▶ [Information]
_ _ _
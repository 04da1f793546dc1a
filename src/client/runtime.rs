use std::sync::atomic::AtomicBool;
use std::sync::atomic::Ordering;
use std::sync::Arc;

use dashmap::DashMap;
use parking_lot::Mutex;
use tokio::task::JoinHandle;
use tokio_util::sync::CancellationToken;
use tracing::debug;
use tracing::info;

use super::ConfigRepository;
use super::DefaultConfig;
use super::EnvironmentSource;
use super::HttpClient;
use super::LocalFileConfigRepository;
use super::LongPollClient;
use super::MapSource;
use super::MetaServiceLocator;
use super::PropertySource;
use super::RemoteConfigRepository;
use super::ReqwestHttpClient;
use super::ServiceLocator;
use super::StaticServiceLocator;
use crate::async_task::spawn_task;
use crate::model::WatchKey;
use crate::ClientError;
use crate::ClientSettings;
use crate::Result;

/// Owns everything a client process needs: transport, discovery, the shared
/// long poll, one facade per namespace and the background tasks behind them.
///
/// Tasks are stopped by [`ClientRuntime::shutdown`] or when the runtime is
/// dropped.
pub struct ClientRuntime {
    settings: Arc<ClientSettings>,
    http: Arc<dyn HttpClient>,
    locator: Arc<dyn ServiceLocator>,
    /// Set when services come from a meta server; refreshed in the background
    discovery: Option<Arc<MetaServiceLocator>>,
    discovery_started: AtomicBool,
    long_poll: Arc<LongPollClient>,
    overrides: Arc<dyn PropertySource>,
    environment: Arc<dyn PropertySource>,

    configs: DashMap<String, Arc<DefaultConfig>>,
    /// Serializes facade creation so a namespace is wired exactly once
    creating: tokio::sync::Mutex<()>,

    cancel: CancellationToken,
    handles: Mutex<Vec<JoinHandle<()>>>,
}

impl std::fmt::Debug for ClientRuntime {
    fn fmt(
        &self,
        f: &mut std::fmt::Formatter<'_>,
    ) -> std::fmt::Result {
        f.debug_struct("ClientRuntime")
            .field("app_id", &self.settings.app_id)
            .field("namespaces", &self.configs.len())
            .finish()
    }
}

impl ClientRuntime {
    /// Validates `settings` and wires the reqwest transport with a static or
    /// meta-server locator.
    pub fn new(settings: ClientSettings) -> Result<Self> {
        settings.validate()?;
        let http: Arc<dyn HttpClient> = Arc::new(ReqwestHttpClient::new(settings.connect_timeout())?);
        match settings.meta_server.clone() {
            Some(meta) => {
                let locator = Arc::new(MetaServiceLocator::new(meta, &settings, http.clone()));
                Ok(Self::with_discovery(settings, http, locator))
            }
            None => {
                let locator = Arc::new(StaticServiceLocator::new(settings.config_services.clone()));
                Ok(Self::with_transport(settings, http, locator))
            }
        }
    }

    /// Like [`Self::with_transport`], with a meta-server locator whose list
    /// is refreshed in the background once the first namespace is loaded.
    pub fn with_discovery(
        settings: ClientSettings,
        http: Arc<dyn HttpClient>,
        locator: Arc<MetaServiceLocator>,
    ) -> Self {
        let mut runtime = Self::with_transport(settings, http, locator.clone());
        runtime.discovery = Some(locator);
        runtime
    }

    pub fn with_transport(
        settings: ClientSettings,
        http: Arc<dyn HttpClient>,
        locator: Arc<dyn ServiceLocator>,
    ) -> Self {
        let settings = Arc::new(settings);
        let long_poll = Arc::new(LongPollClient::new(settings.clone(), http.clone(), locator.clone()));
        Self {
            settings,
            http,
            locator,
            discovery: None,
            discovery_started: AtomicBool::new(false),
            long_poll,
            overrides: Arc::new(MapSource::new()),
            environment: Arc::new(EnvironmentSource),
            configs: DashMap::new(),
            creating: tokio::sync::Mutex::new(()),
            cancel: CancellationToken::new(),
            handles: Mutex::new(Vec::new()),
        }
    }

    /// Process-level overrides consulted before any repository value.
    pub fn with_overrides(
        mut self,
        overrides: Arc<dyn PropertySource>,
    ) -> Self {
        self.overrides = overrides;
        self
    }

    pub fn with_environment(
        mut self,
        environment: Arc<dyn PropertySource>,
    ) -> Self {
        self.environment = environment;
        self
    }

    pub fn settings(&self) -> &ClientSettings {
        &self.settings
    }

    pub fn long_poll(&self) -> &Arc<LongPollClient> {
        &self.long_poll
    }

    /// Facade for `namespace`, created and wired on first use.
    ///
    /// Never fails because the control plane is down; only a shut-down
    /// runtime is an error.
    pub async fn config(
        &self,
        namespace: &str,
    ) -> Result<Arc<DefaultConfig>> {
        if self.cancel.is_cancelled() {
            return Err(ClientError::ShutDown.into());
        }
        if let Some(config) = self.cached(namespace) {
            return Ok(config);
        }

        let _creating = self.creating.lock().await;
        if let Some(config) = self.cached(namespace) {
            return Ok(config);
        }

        let remote = Arc::new(RemoteConfigRepository::new(
            namespace,
            self.settings.clone(),
            self.http.clone(),
            self.locator.clone(),
        ));
        let repository: Arc<dyn ConfigRepository> = match &self.settings.cache_dir {
            Some(dir) => {
                let watch_key = WatchKey::new(&self.settings.app_id, &self.settings.cluster, namespace);
                LocalFileConfigRepository::new(dir, &watch_key, Some(remote.clone()))
            }
            None => remote.clone(),
        };

        let config = DefaultConfig::builder(namespace, repository)
            .overrides(self.overrides.clone())
            .environment(self.environment.clone())
            .resource_dir(self.settings.resource_dir.clone())
            .build()
            .await;

        {
            let mut handles = self.handles.lock();
            if let Some(discovery) = &self.discovery {
                if !self.discovery_started.swap(true, Ordering::AcqRel) {
                    let discovery = discovery.clone();
                    let cancel = self.cancel.child_token();
                    spawn_task(
                        "config-service-refresh",
                        move || discovery.run_periodic_refresh(cancel),
                        Some(&mut *handles),
                    );
                }
            }

            let refresh = remote.clone();
            let cancel = self.cancel.child_token();
            spawn_task(
                &format!("periodic-refresh-{namespace}"),
                move || refresh.run_periodic_refresh(cancel),
                Some(&mut *handles),
            );

            self.long_poll.register(namespace, remote);
            if let Some(handle) = self.long_poll.start(self.cancel.child_token()) {
                handles.push(handle);
            }
        }

        self.configs.insert(namespace.to_string(), config.clone());
        info!("config for namespace {} is ready ({})", namespace, config.source_type());
        Ok(config)
    }

    /// Stops every background task and waits for them to finish.
    pub async fn shutdown(&self) {
        self.cancel.cancel();
        let handles = std::mem::take(&mut *self.handles.lock());
        debug!("waiting for {} client tasks", handles.len());
        for handle in handles {
            let _ = handle.await;
        }
        info!("client runtime shut down");
    }

    fn cached(
        &self,
        namespace: &str,
    ) -> Option<Arc<DefaultConfig>> {
        self.configs.get(namespace).map(|c| c.value().clone())
    }
}

impl Drop for ClientRuntime {
    fn drop(&mut self) {
        self.cancel.cancel();
    }
}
_ _ _
▶ [Prompt] Each record above has to be repeated word for word.

▶ [Task response]
repository 04da1f793546dc1a
filename src/client/runtime.rs
use std::sync::atomic::AtomicBool;
use std::sync::atomic::Ordering;
use std::sync::Arc;

use dashmap::DashMap;
use parking_lot::Mutex;
use tokio::task::JoinHandle;
use tokio_util::sync::CancellationToken;
use tracing::debug;
use tracing::info;

use super::ConfigRepository;
use super::DefaultConfig;
use super::EnvironmentSource;
use super::HttpClient;
use super::LocalFileConfigRepository;
use super::LongPollClient;
use super::MapSource;
use super::MetaServiceLocator;
use super::PropertySource;
use super::RemoteConfigRepository;
use super::ReqwestHttpClient;
use super::ServiceLocator;
use super::StaticServiceLocator;
use crate::async_task::spawn_task;
use crate::model::WatchKey;
use crate::ClientError;
use crate::ClientSettings;
use crate::Result;

/// Owns everything a client process needs: transport, discovery, the shared
/// long poll, one facade per namespace and the background tasks behind them.
///
/// Tasks are stopped by [`ClientRuntime::shutdown`] or when the runtime is
/// dropped.
pub struct ClientRuntime {
    settings: Arc<ClientSettings>,
    http: Arc<dyn HttpClient>,
    locator: Arc<dyn ServiceLocator>,
    /// Set when services come from a meta server; refreshed in the background
    discovery: Option<Arc<MetaServiceLocator>>,
    discovery_started: AtomicBool,
    long_poll: Arc<LongPollClient>,
    overrides: Arc<dyn PropertySource>,
    environment: Arc<dyn PropertySource>,

    configs: DashMap<String, Arc<DefaultConfig>>,
    /// Serializes facade creation so a namespace is wired exactly once
    creating: tokio::sync::Mutex<()>,

    cancel: CancellationToken,
    handles: Mutex<Vec<JoinHandle<()>>>,
}

impl std::fmt::Debug for ClientRuntime {
    fn fmt(
        &self,
        f: &mut std::fmt::Formatter<'_>,
    ) -> std::fmt::Result {
        f.debug_struct("ClientRuntime")
            .field("app_id", &self.settings.app_id)
            .field("namespaces", &self.configs.len())
            .finish()
    }
}

impl ClientRuntime {
    /// Validates `settings` and wires the reqwest transport with a static or
    /// meta-server locator.
    pub fn new(settings: ClientSettings) -> Result<Self> {
        settings.validate()?;
        let http: Arc<dyn HttpClient> = Arc::new(ReqwestHttpClient::new(settings.connect_timeout())?);
        match settings.meta_server.clone() {
            Some(meta) => {
                let locator = Arc::new(MetaServiceLocator::new(meta, &settings, http.clone()));
                Ok(Self::with_discovery(settings, http, locator))
            }
            None => {
                let locator = Arc::new(StaticServiceLocator::new(settings.config_services.clone()));
                Ok(Self::with_transport(settings, http, locator))
            }
        }
    }

    /// Like [`Self::with_transport`], with a meta-server locator whose list
    /// is refreshed in the background once the first namespace is loaded.
    pub fn with_discovery(
        settings: ClientSettings,
        http: Arc<dyn HttpClient>,
        locator: Arc<MetaServiceLocator>,
    ) -> Self {
        let mut runtime = Self::with_transport(settings, http, locator.clone());
        runtime.discovery = Some(locator);
        runtime
    }

    pub fn with_transport(
        settings: ClientSettings,
        http: Arc<dyn HttpClient>,
        locator: Arc<dyn ServiceLocator>,
    ) -> Self {
        let settings = Arc::new(settings);
        let long_poll = Arc::new(LongPollClient::new(settings.clone(), http.clone(), locator.clone()));
        Self {
            settings,
            http,
            locator,
            discovery: None,
            discovery_started: AtomicBool::new(false),
            long_poll,
            overrides: Arc::new(MapSource::new()),
            environment: Arc::new(EnvironmentSource),
            configs: DashMap::new(),
            creating: tokio::sync::Mutex::new(()),
            cancel: CancellationToken::new(),
            handles: Mutex::new(Vec::new()),
        }
    }

    /// Process-level overrides consulted before any repository value.
    pub fn with_overrides(
        mut self,
        overrides: Arc<dyn PropertySource>,
    ) -> Self {
        self.overrides = overrides;
        self
    }

    pub fn with_environment(
        mut self,
        environment: Arc<dyn PropertySource>,
    ) -> Self {
        self.environment = environment;
        self
    }

    pub fn settings(&self) -> &ClientSettings {
        &self.settings
    }

    pub fn long_poll(&self) -> &Arc<LongPollClient> {
        &self.long_poll
    }

    /// Facade for `namespace`, created and wired on first use.
    ///
    /// Never fails because the control plane is down; only a shut-down
    /// runtime is an error.
    pub async fn config(
        &self,
        namespace: &str,
    ) -> Result<Arc<DefaultConfig>> {
        if self.cancel.is_cancelled() {
            return Err(ClientError::ShutDown.into());
        }
        if let Some(config) = self.cached(namespace) {
            return Ok(config);
        }

        let _creating = self.creating.lock().await;
        if let Some(config) = self.cached(namespace) {
            return Ok(config);
        }

        let remote = Arc::new(RemoteConfigRepository::new(
            namespace,
            self.settings.clone(),
            self.http.clone(),
            self.locator.clone(),
        ));
        let repository: Arc<dyn ConfigRepository> = match &self.settings.cache_dir {
            Some(dir) => {
                let watch_key = WatchKey::new(&self.settings.app_id, &self.settings.cluster, namespace);
                LocalFileConfigRepository::new(dir, &watch_key, Some(remote.clone()))
            }
            None => remote.clone(),
        };

        let config = DefaultConfig::builder(namespace, repository)
            .overrides(self.overrides.clone())
            .environment(self.environment.clone())
            .resource_dir(self.settings.resource_dir.clone())
            .build()
            .await;

        {
            let mut handles = self.handles.lock();
            if let Some(discovery) = &self.discovery {
                if !self.discovery_started.swap(true, Ordering::AcqRel) {
                    let discovery = discovery.clone();
                    let cancel = self.cancel.child_token();
                    spawn_task(
                        "config-service-refresh",
                        move || discovery.run_periodic_refresh(cancel),
                        Some(&mut *handles),
                    );
                }
            }

            let refresh = remote.clone();
            let cancel = self.cancel.child_token();
            spawn_task(
                &format!("periodic-refresh-{namespace}"),
                move || refresh.run_periodic_refresh(cancel),
                Some(&mut *handles),
            );

            self.long_poll.register(namespace, remote);
            if let Some(handle) = self.long_poll.start(self.cancel.child_token()) {
                handles.push(handle);
            }
        }

        self.configs.insert(namespace.to_string(), config.clone());
        info!("config for namespace {} is ready ({})", namespace, config.source_type());
        Ok(config)
    }

    /// Stops every background task and waits for them to finish.
    pub async fn shutdown(&self) {
        self.cancel.cancel();
        let handles = std::mem::take(&mut *self.handles.lock());
        debug!("waiting for {} client tasks", handles.len());
        for handle in handles {
            let _ = handle.await;
        }
        info!("client runtime shut down");
    }

    fn cached(
        &self,
        namespace: &str,
    ) -> Option<Arc<DefaultConfig>> {
        self.configs.get(namespace).map(|c| c.value().clone())
    }
}

impl Drop for ClientRuntime {
    fn drop(&mut self) {
        self.cancel.cancel();
    }
}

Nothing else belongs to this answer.